SEM BOCA
Marcelo Paradyse
Ele era escritor.
Escritor mesmo, nem era então.
Mas queria escrever. Só não tinha inspiração.
Mas desta vez ele tinha que escrever. Fazia mais
de 3 meses que não contribuía com sequer um texto para os Anjos
de Prata. Boca de Mulher. Este era o tema.
Cérebro funcionando, buscando por boca de mulher. Conseguiu se lembrar
de algumas bocas. Lábios provados com entusiasmo, sabor cerveja, cigarros,
halls, batom, nostalgia, muito ou pouco som, molhados, fortes, sob luzes de
neon.
Muito psicodélico, nada a ver.
Quem sabe uma busca na Internet?
Clicou num link que leva à tradução de um provérbio
para o esperanto, quase tão confusa quanto a versão em português.
Segredo em boca de mulher é igual a manteiga em focinho de cachorro
Em uma casa noturna de Portugal já tinha gente pensando nisso e fizeram
até um mictório com formato de boca de mulher aberta.
Não era um tema assim tão vago, poderia ser bem explorado, com
certeza, mas faltava ainda o ponto certo para iniciar o texto.
Abriu o mIRC.
Entrou no canal de sempre e começou a perguntar.

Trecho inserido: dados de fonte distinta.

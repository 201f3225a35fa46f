//! In-memory consolidated store.
//!
//! Tables grow columns as rows mention new names; a column is identified by
//! name only, never by position.

use std::sync::RwLock;

use rustc_hash::FxHashMap;

use crate::error::{Error, Result};
use crate::ipc::{Column, Table, Value};

use super::{DataStore, SIMULATION_NAME_COLUMN, check_arity, lock_error};

#[derive(Default)]
struct StoredTable {
    columns: Vec<Column>,
    index: FxHashMap<String, usize>,
    /// (simulation, values by column index); short rows predate later columns.
    rows: Vec<(String, Vec<Value>)>,
}

impl StoredTable {
    fn column_index(&mut self, name: &str, unit: &Option<String>) -> usize {
        if let Some(&idx) = self.index.get(name) {
            if self.columns[idx].unit.is_none() && unit.is_some() {
                self.columns[idx].unit = unit.clone();
            }
            return idx;
        }
        let idx = self.columns.len();
        self.columns.push(Column::new(name, unit.clone()));
        self.index.insert(name.to_string(), idx);
        idx
    }

    fn value(&self, row: &(String, Vec<Value>), idx: usize) -> Value {
        row.1.get(idx).cloned().unwrap_or(Value::Null)
    }
}

/// Thread-safe in-memory store.
#[derive(Default)]
pub struct MemoryStore {
    tables: RwLock<FxHashMap<String, StoredTable>>,
}

impl MemoryStore {
    pub fn new() -> Self {
        Self::default()
    }

    /// Names of all tables, sorted.
    pub fn table_names(&self) -> Vec<String> {
        let mut names: Vec<String> = match self.tables.read() {
            Ok(tables) => tables.keys().cloned().collect(),
            Err(_) => Vec::new(),
        };
        names.sort();
        names
    }

    /// Number of rows in a table, zero if absent.
    pub fn row_count(&self, table_name: &str) -> usize {
        self.tables
            .read()
            .map(|tables| tables.get(table_name).map_or(0, |t| t.rows.len()))
            .unwrap_or(0)
    }

    /// Project `table_name` onto `field_names`, in that order.
    ///
    /// An empty field list selects `SimulationName` followed by every
    /// column. `SimulationName` may also be requested explicitly.
    pub fn read_table(&self, table_name: &str, field_names: &[String]) -> Result<Table> {
        let tables = self.tables.read().map_err(lock_error)?;
        let stored = tables
            .get(table_name)
            .ok_or_else(|| Error::TableNotFound(table_name.to_string()))?;

        let fields: Vec<String> = if field_names.is_empty() {
            std::iter::once(SIMULATION_NAME_COLUMN.to_string())
                .chain(stored.columns.iter().map(|c| c.name.clone()))
                .collect()
        } else {
            field_names.to_vec()
        };

        // None selects the simulation pseudo-column.
        let mut selected: Vec<(Column, Option<usize>)> = Vec::with_capacity(fields.len());
        for field in &fields {
            match stored.index.get(field) {
                Some(&idx) => selected.push((stored.columns[idx].clone(), Some(idx))),
                None if field == SIMULATION_NAME_COLUMN => {
                    selected.push((Column::new(SIMULATION_NAME_COLUMN, None), None))
                }
                None => {
                    return Err(Error::ColumnNotFound {
                        table: table_name.to_string(),
                        column: field.clone(),
                    });
                }
            }
        }

        let mut table = Table::new(table_name, selected.iter().map(|(c, _)| c.clone()).collect());
        for row in &stored.rows {
            table.rows.push(
                selected
                    .iter()
                    .map(|(_, idx)| match idx {
                        Some(idx) => stored.value(row, *idx),
                        None => Value::Text(row.0.clone()),
                    })
                    .collect(),
            );
        }
        Ok(table)
    }

    /// Every table with all its columns, sorted by name.
    pub fn snapshot(&self) -> Result<Vec<Table>> {
        self.table_names()
            .iter()
            .map(|name| self.read_table(name, &[]))
            .collect()
    }

    /// Drop all rows written by `simulation_name`.
    pub fn remove_simulation(&self, simulation_name: &str) -> Result<()> {
        let mut tables = self.tables.write().map_err(lock_error)?;
        for table in tables.values_mut() {
            table.rows.retain(|(sim, _)| sim != simulation_name);
        }
        Ok(())
    }
}

impl DataStore for MemoryStore {
    fn write_row(
        &self,
        simulation_name: &str,
        table_name: &str,
        column_names: &[String],
        column_units: &[Option<String>],
        values: &[Value],
    ) -> Result<()> {
        check_arity(table_name, column_names, column_units, values)?;

        let mut tables = self.tables.write().map_err(lock_error)?;
        let table = tables.entry(table_name.to_string()).or_default();

        let mut row = vec![Value::Null; table.columns.len()];
        for ((name, unit), value) in column_names.iter().zip(column_units).zip(values) {
            let idx = table.column_index(name, unit);
            if idx >= row.len() {
                row.resize(idx + 1, Value::Null);
            }
            row[idx] = value.clone();
        }
        table.rows.push((simulation_name.to_string(), row));
        Ok(())
    }
}

#[cfg(test)]
mod tests {
    use super::*;

    fn names(list: &[&str]) -> Vec<String> {
        list.iter().map(|s| s.to_string()).collect()
    }

    #[test]
    fn test_columns_matched_by_name() {
        let store = MemoryStore::new();
        store
            .write_row("A", "Report", &names(&["Date", "Yield"]), &[None, None], &[
                Value::Date(20200101),
                Value::Double(1.0),
            ])
            .unwrap();
        store
            .write_row("B", "Report", &names(&["Yield", "Date"]), &[None, None], &[
                Value::Double(2.0),
                Value::Date(20200102),
            ])
            .unwrap();

        let table = store.read_table("Report", &names(&["Date", "Yield"])).unwrap();
        assert_eq!(table.column_names(), vec!["Date", "Yield"]);
        assert_eq!(table.rows[1], vec![Value::Date(20200102), Value::Double(2.0)]);
    }

    #[test]
    fn test_new_columns_backfill_null() {
        let store = MemoryStore::new();
        store
            .write_row("A", "T", &names(&["x"]), &[None], &[Value::Int(1)])
            .unwrap();
        store
            .write_row("A", "T", &names(&["y"]), &[Some("mm".into())], &[Value::Int(2)])
            .unwrap();

        let table = store.read_table("T", &[]).unwrap();
        assert_eq!(table.column_names(), vec!["SimulationName", "x", "y"]);
        assert_eq!(table.columns[2].unit.as_deref(), Some("mm"));
        assert_eq!(table.rows[0], vec![Value::Text("A".into()), Value::Int(1), Value::Null]);
        assert_eq!(table.rows[1], vec![Value::Text("A".into()), Value::Null, Value::Int(2)]);
    }

    #[test]
    fn test_missing_table_and_column() {
        let store = MemoryStore::new();
        assert!(matches!(store.read_table("Nope", &[]), Err(Error::TableNotFound(_))));

        store
            .write_row("A", "T", &names(&["x"]), &[None], &[Value::Int(1)])
            .unwrap();
        assert!(matches!(
            store.read_table("T", &names(&["z"])),
            Err(Error::ColumnNotFound { .. })
        ));
    }

    #[test]
    fn test_remove_simulation() {
        let store = MemoryStore::new();
        for sim in ["A", "B", "A"] {
            store
                .write_row(sim, "T", &names(&["x"]), &[None], &[Value::Int(1)])
                .unwrap();
        }
        store.remove_simulation("A").unwrap();
        assert_eq!(store.row_count("T"), 1);
    }

    #[test]
    fn test_arity_rejected() {
        let store = MemoryStore::new();
        let err = store
            .write_row("A", "T", &names(&["x", "y"]), &[None], &[Value::Int(1)])
            .unwrap_err();
        assert!(matches!(err, Error::Arity { .. }));
        assert_eq!(store.row_count("T"), 0);
    }
}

O Que vêm a
sua mente sobre Boca de Mulher?
As respostas não adiantaram muito, não conseguia obter inspiração
nesta noite, talvez por ter gastado muito tutano pra escrever o texto sobre
técnicas avançadas de negociação envolvendo fusões
de mega corporações.
Não tinha jeito, foi dormir, tentaria de novo no próximo dia.
Sentia-se como no meio do nada. Seus olhos pareciam mirar para dentro
da própria cabeça, onde tudo que se podia tocar, era silencioso.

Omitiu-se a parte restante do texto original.